Gone are the days when an organisation’s lead finance specialist was regarded as its chief bean counter or perceived as little more than that of a ‘back office’ function. Rather, today’s CFOs sit tall at the heart of the business. They are trusted advisors for CEOs and have a very clear and influential voice within the boardroom. In fact, of all the members within the C-suite, it is the CFO who is now most likely to act as counsel for the CEO.
Indeed, irrespective of economic conditions, the CFO will tend to be the figure responsible for ensuring that the organisation’s strategy – from a financial perspective – remains on track. It is they who key stakeholders will look to (and press hard) on how the organisation is performing and how it is likely to fare in the face of certain challenges that lie ahead, such allocation of resources, automation and the wider debate over the digitalisation of the finance function itself. Put another way, the CFO is essentially the ‘custodian’ of the CEO’s manifesto.
This is a role like no other within the C-suite. Today’s CFO’s must be strategic in approach, to develop ways of future proofing the business. They are increasingly being called upon to facilitate decision making which is aimed at ensuring the organisation can stave off major threats and unplanned challenges to protect its reputation and maintain stakeholder and investor confidence.
Of course, to do this effectively means that CFOs must demonstrate a blend of very specific skills and traits - emotional intelligence being one of them. Globalisation is seeing CFOs having to manage a finance function across several jurisdictions, diverse cultures, and different time-zones. Understanding these nuances can be challenging and many CFOs now find themselves managing distributed teams and ensuring they are each aligned to the organisation’s strategy and overriding goals.
There is also a degree of protectionism, too. Consumer trust in organisations took a nose-dive after the last recession and this spurred the need for greater corporate transparency. This is where today’s CFO plays a leading role. Not only do they have the technical expertise to perform their role, CFOs can identify and mitigate risk before it escalates.

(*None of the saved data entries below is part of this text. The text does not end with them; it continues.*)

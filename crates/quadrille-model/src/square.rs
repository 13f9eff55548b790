// Copyright (c) 2025 Felix Kahle.
//
// Permission is hereby granted, free of charge, to any person obtaining
// a copy of this software and associated documentation files (the
// "Software"), to deal in the Software without restriction, including
// without limitation the rights to use, copy, modify, merge, publish,
// distribute, sublicense, and/or sell copies of the Software, and to
// permit persons to whom the Software is furnished to do so, subject to
// the following conditions:
//
// The above copyright notice and this permission notice shall be
// included in all copies or substantial portions of the Software.
//
// THE SOFTWARE IS PROVIDED "AS IS", WITHOUT WARRANTY OF ANY KIND,
// EXPRESS OR IMPLIED, INCLUDING BUT NOT LIMITED TO THE WARRANTIES OF
// MERCHANTABILITY, FITNESS FOR A PARTICULAR PURPOSE AND
// NONINFRINGEMENT. IN NO EVENT SHALL THE AUTHORS OR COPYRIGHT HOLDERS BE
// LIABLE FOR ANY CLAIM, DAMAGES OR OTHER LIABILITY, WHETHER IN AN ACTION
// OF CONTRACT, TORT OR OTHERWISE, ARISING FROM, OUT OF OR IN CONNECTION
// WITH THE SOFTWARE OR THE USE OR OTHER DEALINGS IN THE SOFTWARE.

use crate::error::SquareError;
use quadrille_core::color::Rgba;

/// The largest side length a square may have.
pub const MAX_SIDE_LENGTH: usize = 5;

/// An immutable colored square.
///
/// Side lengths range over `1..=MAX_SIDE_LENGTH`. Callers request sizes
/// `2..=5`; `1 x 1` squares are synthesized by the engines to fill leftover
/// cells.
#[derive(Clone, Copy, PartialEq, Eq, Hash, Debug)]
pub struct Square {
    side_length: usize,
    color: Rgba,
}

impl Square {
    /// Creates a new square.
    ///
    /// # Panics
    ///
    /// Panics if `side_length` is not within `1..=MAX_SIDE_LENGTH`.
    #[inline]
    pub fn new(side_length: usize, color: Rgba) -> Self {
        assert!(
            (1..=MAX_SIDE_LENGTH).contains(&side_length),
            "called `Square::new` with side length out of range: expected 1..={} but got {}",
            MAX_SIDE_LENGTH,
            side_length
        );
        Self { side_length, color }
    }

    /// Creates a new square, rejecting side lengths outside `1..=MAX_SIDE_LENGTH`.
    #[inline]
    pub fn try_new(side_length: usize, color: Rgba) -> Result<Self, SquareError> {
        if !(1..=MAX_SIDE_LENGTH).contains(&side_length) {
            return Err(SquareError::InvalidSideLength {
                side_length,
                max: MAX_SIDE_LENGTH,
            });
        }
        Ok(Self { side_length, color })
    }

    /// Creates a `1 x 1` filler square.
    #[inline]
    pub const fn filler(color: Rgba) -> Self {
        Self {
            side_length: 1,
            color,
        }
    }

    #[inline]
    pub const fn side_length(&self) -> usize {
        self.side_length
    }

    #[inline]
    pub const fn color(&self) -> Rgba {
        self.color
    }

    /// Number of cells the square covers.
    #[inline]
    pub const fn area(&self) -> usize {
        self.side_length * self.side_length
    }

    /// Returns `true` for `1 x 1` squares, which render without a border.
    #[inline]
    pub const fn is_unit(&self) -> bool {
        self.side_length == 1
    }
}

impl std::fmt::Display for Square {
    fn fmt(&self, f: &mut std::fmt::Formatter<'_>) -> std::fmt::Result {
        write!(f, "{0}x{0} {1}", self.side_length, self.color)
    }
}

/// Sums the footprint area of a sequence of squares.
#[inline]
pub fn total_area<'a, I>(squares: I) -> usize
where
    I: IntoIterator<Item = &'a Square>,
{
    squares.into_iter().map(Square::area).sum()
}

#[cfg(test)]
mod tests {
    use super::*;

    #[test]
    fn test_new_and_accessors() {
        let s = Square::new(3, Rgba::RED);
        assert_eq!(s.side_length(), 3);
        assert_eq!(s.color(), Rgba::RED);
        assert_eq!(s.area(), 9);
        assert!(!s.is_unit());
        assert!(Square::filler(Rgba::TRANSPARENT).is_unit());
    }

    #[test]
    #[should_panic(expected = "side length out of range")]
    fn test_new_panics_on_oversized_square() {
        let _ = Square::new(6, Rgba::RED);
    }

    #[test]
    fn test_try_new_rejects_zero_and_oversized() {
        assert_eq!(
            Square::try_new(0, Rgba::RED),
            Err(SquareError::InvalidSideLength {
                side_length: 0,
                max: MAX_SIDE_LENGTH
            })
        );
        assert!(Square::try_new(6, Rgba::RED).is_err());
        assert!(Square::try_new(5, Rgba::RED).is_ok());
    }

    #[test]
    fn test_total_area() {
        let squares = [Square::new(2, Rgba::RED), Square::new(3, Rgba::BLUE)];
        assert_eq!(total_area(&squares), 13);
        assert_eq!(total_area(&[]), 0);
    }

    #[test]
    fn test_display() {
        assert_eq!(Square::new(2, Rgba::RED).to_string(), "2x2 #FF0000FF");
    }
}
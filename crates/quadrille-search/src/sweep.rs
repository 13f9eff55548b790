// Copyright (c) 2025 Felix Kahle.
//
// Permission is hereby granted, free of charge, to any person obtaining
// a copy of this software and associated documentation files (the
// "Software"), to deal in the Software without restriction, including
// without limitation the rights to use, copy, modify, merge, publish,
// distribute, sublicense, and/or sell copies of the Software, and to
// permit persons to whom the Software is furnished to do so, subject to
// the following conditions:
//
// The above copyright notice and this permission notice shall be
// included in all copies or substantial portions of the Software.
//
// THE SOFTWARE IS PROVIDED "AS IS", WITHOUT WARRANTY OF ANY KIND,
// EXPRESS OR IMPLIED, INCLUDING BUT NOT LIMITED TO THE WARRANTIES OF
// MERCHANTABILITY, FITNESS FOR A PARTICULAR PURPOSE AND
// NONINFRINGEMENT. IN NO EVENT SHALL THE AUTHORS OR COPYRIGHT HOLDERS BE
// LIABLE FOR ANY CLAIM, DAMAGES OR OTHER LIABILITY, WHETHER IN AN ACTION
// OF CONTRACT, TORT OR OTHERWISE, ARISING FROM, OUT OF OR IN CONNECTION
// WITH THE SOFTWARE OR THE USE OR OTHER DEALINGS IN THE SOFTWARE.

//! The cursor-advance placement engine.
//!
//! Squares are seated one after another in the order given. For each square
//! the engine walks the traversal from a cursor, anchoring the square by the
//! strategy's start corner at each visited cell, and keeps the first fit. The
//! cursor then moves to the cell after the one that fit; it never moves back,
//! so positions skipped by an earlier square are never revisited. Cells left
//! free at the end become `1 x 1` filler squares.
//!
//! The engine holds no randomness: the same side length, square order and
//! strategy always yield the same placement.

use crate::{
    placer::{Placer, backfill},
    traversal::TraversalStrategy,
};
use quadrille_core::color::Rgba;
use quadrille_model::{error::PackingError, grid::Grid, placement::Placement, square::Square};

/// Single-pass greedy placer over a traversal order.
#[derive(Debug, Clone, Copy, PartialEq, Eq, Default)]
pub struct SweepPlacer;

impl SweepPlacer {
    #[inline]
    pub fn new() -> Self {
        Self
    }

    /// Runs the placement on a caller-provided grid.
    ///
    /// On success the grid is fully occupied and the returned placement covers
    /// it. On failure the grid holds whatever was seated before the failing
    /// square and must be discarded.
    pub fn place_on(
        &self,
        grid: &mut Grid,
        squares: &[Square],
        strategy: TraversalStrategy,
        filler: Rgba,
    ) -> Result<Placement, PackingError> {
        let side_length = grid.side_length();
        let area = grid.area();
        let mut placement = Placement::with_capacity(side_length, squares.len() + area / 2);
        let mut cursor = 0;

        for (square_index, square) in squares.iter().enumerate() {
            let seated = (cursor..area).find_map(|position| {
                let reference = strategy.coord_at(position, side_length);
                grid.fill_by_corner(strategy.corner, reference, square)
                    .map(|anchor| (position, anchor))
            });

            let Some((position, anchor)) = seated else {
                return Err(PackingError::PackingFailed {
                    square_index,
                    side_length: square.side_length(),
                });
            };

            placement.insert(anchor, *square);
            cursor = position + 1;
        }

        backfill(grid, &mut placement, filler);
        Ok(placement)
    }
}

impl Placer for SweepPlacer {
    fn name(&self) -> &str {
        "SweepPlacer"
    }

    fn place(
        &mut self,
        side_length: usize,
        squares: &[Square],
        strategy: TraversalStrategy,
        filler: Rgba,
    ) -> Result<Placement, PackingError> {
        let mut grid = Grid::new(side_length)?;
        self.place_on(&mut grid, squares, strategy, filler)
    }
}

/// Places `squares` in order on a fresh grid with the sweep engine.
///
/// # Examples
///
/// ```rust
/// use quadrille_core::color::Rgba;
/// use quadrille_model::square::Square;
/// use quadrille_search::{sweep::place, traversal::TraversalStrategy};
///
/// let squares = [Square::new(2, Rgba::RED), Square::new(2, Rgba::BLUE)];
/// let placement = place(4, &squares, TraversalStrategy::default(), Rgba::TRANSPARENT).unwrap();
///
/// assert_eq!(placement.count_of_size(2), 2);
/// assert_eq!(placement.count_of_size(1), 8);
/// assert!(placement.validate().is_ok());
/// ```
pub fn place(
    side_length: usize,
    squares: &[Square],
    strategy: TraversalStrategy,
    filler: Rgba,
) -> Result<Placement, PackingError> {
    SweepPlacer.place(side_length, squares, strategy, filler)
}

They react calmly and with confidence and have the trust (and reliance) of their CEO.
In fact, such is the degree of interdependence between the CFO and CEO that their careers are often inextricably linked; when a CEO moves to another organisation it is not uncommon for their CFO to follow them. This is a dynamic with few, if any, rivals within the C-suite and perhaps explains why Deloitte describes the role of the CFO as ‘chief steward, operator, catalyst and strategist’ for the organisation.
According to Accenture, the role of the CFO “is now in the midst of an even more radical change.” They are right. This is a position that demands individuals have a wide range of capabilities that both embrace data and technology while understanding the strategic imperative at the same time.
CFOs are the innovators, inquisitors, data harnessers, forecasters, challengers, and protectors that are seeing a shift in the DNA of what we view as a ‘typical’ CFO. It is a balance that business leaders need to address. But get it right and the organisation is well-placed to achieve its growth objectives both in the short and long term.